[Source records]
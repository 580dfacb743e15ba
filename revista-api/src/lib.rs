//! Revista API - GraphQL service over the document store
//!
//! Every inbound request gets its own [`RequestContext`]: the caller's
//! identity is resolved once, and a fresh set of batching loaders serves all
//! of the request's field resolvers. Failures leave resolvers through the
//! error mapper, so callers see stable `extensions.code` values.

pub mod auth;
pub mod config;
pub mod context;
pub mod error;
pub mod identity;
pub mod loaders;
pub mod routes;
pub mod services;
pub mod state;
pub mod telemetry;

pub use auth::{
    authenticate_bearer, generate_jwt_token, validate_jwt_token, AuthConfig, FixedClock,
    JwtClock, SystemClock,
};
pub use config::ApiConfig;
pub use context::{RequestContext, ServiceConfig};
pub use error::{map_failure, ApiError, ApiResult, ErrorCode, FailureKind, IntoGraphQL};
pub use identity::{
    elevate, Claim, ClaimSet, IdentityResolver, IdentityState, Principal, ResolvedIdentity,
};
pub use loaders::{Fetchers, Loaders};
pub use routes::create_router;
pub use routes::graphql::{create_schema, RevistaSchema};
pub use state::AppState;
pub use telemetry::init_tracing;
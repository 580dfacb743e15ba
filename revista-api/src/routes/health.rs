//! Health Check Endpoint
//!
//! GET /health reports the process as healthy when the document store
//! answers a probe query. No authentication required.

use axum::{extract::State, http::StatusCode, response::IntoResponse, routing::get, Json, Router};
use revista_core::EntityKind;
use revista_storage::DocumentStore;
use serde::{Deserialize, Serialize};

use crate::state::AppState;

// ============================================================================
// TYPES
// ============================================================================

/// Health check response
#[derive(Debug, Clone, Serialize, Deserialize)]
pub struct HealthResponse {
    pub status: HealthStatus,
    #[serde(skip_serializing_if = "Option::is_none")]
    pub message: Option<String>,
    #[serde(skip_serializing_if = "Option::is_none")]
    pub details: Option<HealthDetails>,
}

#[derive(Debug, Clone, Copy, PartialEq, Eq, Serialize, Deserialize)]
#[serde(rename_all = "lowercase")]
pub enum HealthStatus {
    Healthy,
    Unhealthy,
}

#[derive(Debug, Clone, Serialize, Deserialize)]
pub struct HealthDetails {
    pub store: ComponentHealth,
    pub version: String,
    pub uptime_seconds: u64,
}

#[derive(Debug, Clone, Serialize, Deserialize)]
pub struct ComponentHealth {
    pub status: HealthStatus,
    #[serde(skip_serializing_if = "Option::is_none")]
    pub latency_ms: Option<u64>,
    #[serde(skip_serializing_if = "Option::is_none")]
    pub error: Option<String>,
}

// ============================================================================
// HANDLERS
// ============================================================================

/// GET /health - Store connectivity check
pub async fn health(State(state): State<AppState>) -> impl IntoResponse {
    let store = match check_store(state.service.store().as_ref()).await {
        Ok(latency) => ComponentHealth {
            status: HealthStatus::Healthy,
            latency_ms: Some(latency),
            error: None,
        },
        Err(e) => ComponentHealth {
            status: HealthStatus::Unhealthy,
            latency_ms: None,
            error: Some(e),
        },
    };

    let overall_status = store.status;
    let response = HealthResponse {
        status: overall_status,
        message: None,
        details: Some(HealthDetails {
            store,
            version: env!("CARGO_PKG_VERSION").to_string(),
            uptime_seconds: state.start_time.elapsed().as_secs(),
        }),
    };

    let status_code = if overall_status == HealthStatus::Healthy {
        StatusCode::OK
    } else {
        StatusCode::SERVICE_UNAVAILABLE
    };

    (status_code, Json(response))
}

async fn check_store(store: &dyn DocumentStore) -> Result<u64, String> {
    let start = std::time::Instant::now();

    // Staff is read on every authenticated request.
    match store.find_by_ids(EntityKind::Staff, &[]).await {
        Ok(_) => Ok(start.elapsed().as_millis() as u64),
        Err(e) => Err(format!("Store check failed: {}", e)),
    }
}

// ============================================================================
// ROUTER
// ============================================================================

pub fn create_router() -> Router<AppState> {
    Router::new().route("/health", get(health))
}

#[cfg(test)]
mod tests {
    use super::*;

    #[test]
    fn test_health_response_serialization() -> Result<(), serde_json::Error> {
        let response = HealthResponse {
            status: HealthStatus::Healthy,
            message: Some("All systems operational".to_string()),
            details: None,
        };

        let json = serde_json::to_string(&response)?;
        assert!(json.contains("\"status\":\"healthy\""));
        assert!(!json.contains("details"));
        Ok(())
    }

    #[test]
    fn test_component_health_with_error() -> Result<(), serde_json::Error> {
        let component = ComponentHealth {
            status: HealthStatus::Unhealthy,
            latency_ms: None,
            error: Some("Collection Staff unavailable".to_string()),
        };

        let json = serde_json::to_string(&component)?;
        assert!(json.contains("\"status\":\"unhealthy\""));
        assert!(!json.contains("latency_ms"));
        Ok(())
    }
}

--

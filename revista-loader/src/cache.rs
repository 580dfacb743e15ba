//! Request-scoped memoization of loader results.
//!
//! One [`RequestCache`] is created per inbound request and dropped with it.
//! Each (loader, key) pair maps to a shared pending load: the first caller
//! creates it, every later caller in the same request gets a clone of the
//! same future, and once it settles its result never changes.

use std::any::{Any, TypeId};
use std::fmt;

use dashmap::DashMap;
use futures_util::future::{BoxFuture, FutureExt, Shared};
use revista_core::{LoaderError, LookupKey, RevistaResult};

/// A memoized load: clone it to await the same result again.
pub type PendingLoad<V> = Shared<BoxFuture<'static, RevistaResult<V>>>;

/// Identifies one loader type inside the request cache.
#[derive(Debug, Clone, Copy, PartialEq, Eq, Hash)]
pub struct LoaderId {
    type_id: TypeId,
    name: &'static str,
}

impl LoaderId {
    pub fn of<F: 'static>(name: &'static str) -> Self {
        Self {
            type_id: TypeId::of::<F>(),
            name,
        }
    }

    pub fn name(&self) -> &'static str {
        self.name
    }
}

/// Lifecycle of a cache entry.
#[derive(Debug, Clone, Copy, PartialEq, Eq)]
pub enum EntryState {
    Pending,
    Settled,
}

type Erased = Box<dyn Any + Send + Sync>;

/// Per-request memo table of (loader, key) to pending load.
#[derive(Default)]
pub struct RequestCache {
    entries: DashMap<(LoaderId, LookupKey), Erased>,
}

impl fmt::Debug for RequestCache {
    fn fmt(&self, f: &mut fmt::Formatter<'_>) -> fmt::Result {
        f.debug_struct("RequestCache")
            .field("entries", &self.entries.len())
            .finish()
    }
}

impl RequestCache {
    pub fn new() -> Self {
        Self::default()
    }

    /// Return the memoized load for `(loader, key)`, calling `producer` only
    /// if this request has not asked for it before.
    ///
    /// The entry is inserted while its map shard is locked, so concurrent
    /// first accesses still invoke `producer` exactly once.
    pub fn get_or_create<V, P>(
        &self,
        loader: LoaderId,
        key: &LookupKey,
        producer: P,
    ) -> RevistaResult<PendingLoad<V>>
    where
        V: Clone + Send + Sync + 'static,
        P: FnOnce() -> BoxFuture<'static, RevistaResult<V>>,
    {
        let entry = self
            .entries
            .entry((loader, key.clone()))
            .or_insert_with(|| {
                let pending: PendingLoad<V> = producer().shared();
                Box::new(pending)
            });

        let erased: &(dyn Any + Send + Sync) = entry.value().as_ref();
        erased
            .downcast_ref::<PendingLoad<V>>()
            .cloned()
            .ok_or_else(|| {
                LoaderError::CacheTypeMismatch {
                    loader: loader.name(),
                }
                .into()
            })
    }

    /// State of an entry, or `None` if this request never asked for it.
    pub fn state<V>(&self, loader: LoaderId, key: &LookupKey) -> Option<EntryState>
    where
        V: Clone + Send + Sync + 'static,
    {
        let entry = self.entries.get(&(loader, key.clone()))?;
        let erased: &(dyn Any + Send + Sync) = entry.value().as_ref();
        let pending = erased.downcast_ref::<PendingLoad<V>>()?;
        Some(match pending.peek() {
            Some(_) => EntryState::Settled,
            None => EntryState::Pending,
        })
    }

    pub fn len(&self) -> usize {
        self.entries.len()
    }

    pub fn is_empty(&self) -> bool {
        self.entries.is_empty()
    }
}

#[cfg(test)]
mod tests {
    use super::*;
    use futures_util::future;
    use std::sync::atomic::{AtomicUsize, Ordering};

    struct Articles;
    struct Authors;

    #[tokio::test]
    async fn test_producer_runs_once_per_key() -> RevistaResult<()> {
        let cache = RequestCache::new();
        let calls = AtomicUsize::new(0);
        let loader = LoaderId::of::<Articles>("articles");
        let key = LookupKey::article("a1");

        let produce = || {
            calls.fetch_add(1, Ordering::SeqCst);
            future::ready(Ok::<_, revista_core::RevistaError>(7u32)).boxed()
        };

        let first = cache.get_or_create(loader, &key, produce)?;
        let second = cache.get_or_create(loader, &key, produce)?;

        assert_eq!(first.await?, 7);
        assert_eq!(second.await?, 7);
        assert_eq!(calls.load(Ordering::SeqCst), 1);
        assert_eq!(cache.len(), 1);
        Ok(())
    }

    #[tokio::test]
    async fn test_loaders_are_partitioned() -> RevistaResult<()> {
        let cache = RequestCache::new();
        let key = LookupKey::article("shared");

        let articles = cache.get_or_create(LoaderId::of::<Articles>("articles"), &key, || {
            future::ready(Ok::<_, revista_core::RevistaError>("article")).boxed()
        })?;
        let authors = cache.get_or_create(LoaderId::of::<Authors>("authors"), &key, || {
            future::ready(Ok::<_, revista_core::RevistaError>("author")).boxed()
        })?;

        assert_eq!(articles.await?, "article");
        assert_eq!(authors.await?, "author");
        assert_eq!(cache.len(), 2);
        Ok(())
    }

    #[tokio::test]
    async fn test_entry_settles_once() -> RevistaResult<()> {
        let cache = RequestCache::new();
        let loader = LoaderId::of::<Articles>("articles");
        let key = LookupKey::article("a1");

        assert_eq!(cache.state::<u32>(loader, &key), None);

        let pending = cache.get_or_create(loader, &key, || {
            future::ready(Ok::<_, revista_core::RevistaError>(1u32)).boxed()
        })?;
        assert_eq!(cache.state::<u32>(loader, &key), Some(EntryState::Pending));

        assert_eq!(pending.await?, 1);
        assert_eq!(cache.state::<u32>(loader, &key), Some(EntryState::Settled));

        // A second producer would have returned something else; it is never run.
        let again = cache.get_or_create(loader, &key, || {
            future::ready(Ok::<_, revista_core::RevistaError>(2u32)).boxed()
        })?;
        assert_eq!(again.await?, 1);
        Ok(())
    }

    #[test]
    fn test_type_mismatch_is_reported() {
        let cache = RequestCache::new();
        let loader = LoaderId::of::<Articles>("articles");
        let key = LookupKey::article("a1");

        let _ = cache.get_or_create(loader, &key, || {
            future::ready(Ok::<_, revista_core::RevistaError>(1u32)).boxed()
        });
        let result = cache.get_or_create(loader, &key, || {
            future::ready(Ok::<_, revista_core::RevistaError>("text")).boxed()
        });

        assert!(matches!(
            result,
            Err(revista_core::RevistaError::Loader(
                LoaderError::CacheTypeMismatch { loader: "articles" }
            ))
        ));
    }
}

--

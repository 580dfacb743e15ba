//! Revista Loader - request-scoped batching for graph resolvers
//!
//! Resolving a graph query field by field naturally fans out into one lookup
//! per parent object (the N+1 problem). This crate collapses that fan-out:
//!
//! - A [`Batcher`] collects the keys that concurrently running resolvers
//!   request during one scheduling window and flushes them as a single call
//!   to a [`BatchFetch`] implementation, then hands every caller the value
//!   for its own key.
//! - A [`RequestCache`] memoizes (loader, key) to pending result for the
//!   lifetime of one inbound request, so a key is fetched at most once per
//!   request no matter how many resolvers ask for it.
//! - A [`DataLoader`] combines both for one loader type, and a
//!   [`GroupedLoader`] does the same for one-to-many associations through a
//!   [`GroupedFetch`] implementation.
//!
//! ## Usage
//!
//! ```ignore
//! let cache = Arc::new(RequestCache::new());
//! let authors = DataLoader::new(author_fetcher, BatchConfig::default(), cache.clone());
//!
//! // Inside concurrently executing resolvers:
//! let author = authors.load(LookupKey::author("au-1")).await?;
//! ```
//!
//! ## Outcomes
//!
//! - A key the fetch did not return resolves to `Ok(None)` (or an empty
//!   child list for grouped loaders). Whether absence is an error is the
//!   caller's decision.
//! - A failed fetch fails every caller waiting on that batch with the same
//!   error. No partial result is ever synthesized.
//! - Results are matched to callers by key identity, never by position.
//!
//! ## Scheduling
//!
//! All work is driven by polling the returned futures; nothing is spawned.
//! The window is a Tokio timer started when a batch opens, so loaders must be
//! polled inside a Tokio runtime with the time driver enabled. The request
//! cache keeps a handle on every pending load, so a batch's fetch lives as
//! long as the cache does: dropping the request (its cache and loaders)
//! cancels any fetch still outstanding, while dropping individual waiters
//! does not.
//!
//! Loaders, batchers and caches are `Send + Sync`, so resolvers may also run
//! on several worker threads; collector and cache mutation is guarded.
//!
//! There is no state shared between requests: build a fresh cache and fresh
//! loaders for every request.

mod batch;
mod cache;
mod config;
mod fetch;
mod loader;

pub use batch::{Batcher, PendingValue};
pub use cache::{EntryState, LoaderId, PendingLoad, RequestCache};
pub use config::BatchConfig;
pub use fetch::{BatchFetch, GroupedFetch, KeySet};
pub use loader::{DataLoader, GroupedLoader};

EXERCISE INSTRUCTIONS —
The lines holding the word "IntoResponse" are the answer. Find them in the entries and copy them.

ANSWER TO THIS EXERCISE —
use axum::{extract::State, http::StatusCode, response::IntoResponse, routing::get, Json, Router};
pub async fn health(State(state): State<AppState>) -> impl IntoResponse {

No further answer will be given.